OK, this is nit picking, but what most people call Quality Assurance (QA) is actually Quality Control (QC). QA is all about defect prevention, QC is all about defect detection.
Code review is a QC activity. Taking the results from a code review and improving your processes so that similar defects don't happen again would be QA.
That said, there are many ways of doing code reviews and at various levels of formality. Pair programming is like instant code review. Also having a trusted colleague or lead bench check your code before committing can be a code review. You can also have a more formal process that includes the coder, senior staff, CM, QC and QA. However you do it, it is usually done prior to delivering a build over for QC.
QC can either be black box (most common, doesn't need the code) or white box (testers inspect the code to look for possible ways of breaking it). It's generally not a good idea to have the people who wrote the code doing QC on it.
I agree with the answers posted so far, especially @Ironsides & @Tom.
I Googled "White Hat Black Hat QA Testing", and this SO Question was on the first page:
Developer testing vs. QA team testing - What is the right division of work?
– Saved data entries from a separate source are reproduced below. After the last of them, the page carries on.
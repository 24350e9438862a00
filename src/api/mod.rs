//! API Module
//!
//! HTTP layer: the read-through and invalidation middleware that host
//! applications attach to their routes, plus the admin surface for
//! statistics and manual invalidation.

pub mod handlers;
pub mod identity;
pub mod middleware;
pub mod policy;
pub mod routes;

pub use handlers::AppState;
pub use identity::{identity_layer, CallerIdentity, Role, ANONYMOUS_SCOPE};
pub use middleware::{invalidate_on_write, read_through, CacheContext, CACHE_STATUS_HEADER};
pub use policy::{
    is_cacheable_method, mutation_action, should_store, KeyScope, RouteCache, MAX_CACHEABLE_BODY,
};
pub use routes::create_router;
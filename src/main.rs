//! Fleet Cache - in-memory response cache server
//!
//! Runs the cache registry with its admin surface as a standalone
//! service: background TTL sweep, statistics and invalidation endpoints,
//! graceful shutdown on SIGINT/SIGTERM.

use std::net::SocketAddr;

use anyhow::Context;
use tokio::signal;
use tracing::{info, warn};
use tracing_subscriber::{layer::SubscriberExt, util::SubscriberInitExt};

use fleet_cache::api::{create_router, AppState, CacheContext};
use fleet_cache::config::Config;
use fleet_cache::registry::{CacheRegistry, RegistryConfig};
use fleet_cache::tasks::spawn_sweep_task;

/// Main entry point for the cache server.
///
/// # Startup Sequence
/// 1. Initialize tracing subscriber for logging
/// 2. Load configuration from environment variables
/// 3. Build the cache registry and invalidation router
/// 4. Start background TTL sweep task
/// 5. Create Axum router with the admin endpoints
/// 6. Start HTTP server on configured port
/// 7. Handle graceful shutdown on SIGINT/SIGTERM
#[tokio::main]
async fn main() -> anyhow::Result<()> {
    // Defaults to "info" level, can be overridden with RUST_LOG env var
    tracing_subscriber::registry()
        .with(
            tracing_subscriber::EnvFilter::try_from_default_env()
                .unwrap_or_else(|_| "fleet_cache=info,tower_http=info".into()),
        )
        .with(tracing_subscriber::fmt::layer())
        .init();

    info!("Starting Fleet Cache Server");

    let config = Config::from_env();
    info!(
        "Configuration loaded: port={}, sweep_interval={}s",
        config.server_port, config.sweep_interval
    );

    let registry = CacheRegistry::new(RegistryConfig::default());
    let ctx = CacheContext::new(registry.clone());
    let state = AppState::new(ctx);

    let sweep_handle = spawn_sweep_task(registry, config.sweep_interval);
    info!("Background sweep task started");

    let app = create_router(state);

    let addr = SocketAddr::from(([0, 0, 0, 0], config.server_port));
    let listener = tokio::net::TcpListener::bind(addr)
        .await
        .with_context(|| format!("failed to bind {addr}"))?;
    info!("Server listening on http://{}", addr);

    axum::serve(listener, app)
        .with_graceful_shutdown(shutdown_signal(sweep_handle))
        .await
        .context("server error")?;

    info!("Server shutdown complete");
    Ok(())
}

/// Waits for shutdown signal (Ctrl+C or SIGTERM).
///
/// On shutdown signal, aborts the sweep task and allows graceful shutdown.
async fn shutdown_signal(sweep_handle: tokio::task::JoinHandle<()>) {
    let ctrl_c = async {
        if let Err(err) = signal::ctrl_c().await {
            warn!(%err, "failed to install Ctrl+C handler");
            std::future::pending::<()>().await;
        }
    };

    #[cfg(unix)]
    let terminate = async {
        match signal::unix::signal(signal::unix::SignalKind::terminate()) {
            Ok(mut sigterm) => {
                sigterm.recv().await;
            }
            Err(err) => {
                warn!(%err, "failed to install SIGTERM handler");
                std::future::pending::<()>().await;
            }
        }
    };

    #[cfg(not(unix))]
    let terminate = std::future::pending::<()>();

    tokio::select! {
        _ = ctrl_c => {
            info!("Received Ctrl+C, initiating shutdown...");
        }
        _ = terminate => {
            info!("Received SIGTERM, initiating shutdown...");
        }
    }

    sweep_handle.abort();
    warn!("Sweep task aborted");
}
Refer to the answers there for a good discussion of what belongs where.
On who should do what, during code reviews for one past employer we used the following roles:
- Presenter (not the author) - leads the code walkthrough
- Recorder (not the author) - records unanswered questions, action items, defects, etc for distribution
- Reviewers - at least one other developer who is not the author (so you have at least three sets of eyes)
- Author - answers questions.
Number one ground rule: Talk about the code (or the artifact under review) not the author.
Note also that a formal division of QA as described isn't the only way to approach the issue of QA. Small teams often use a combination of unit tests, continuous integration and users or user representatives during the development process. This allows the users or their representatives to get feedback into the process early and often, and can drastically reduce the need for a "Big Bang", exhaustive QA test when a release is made.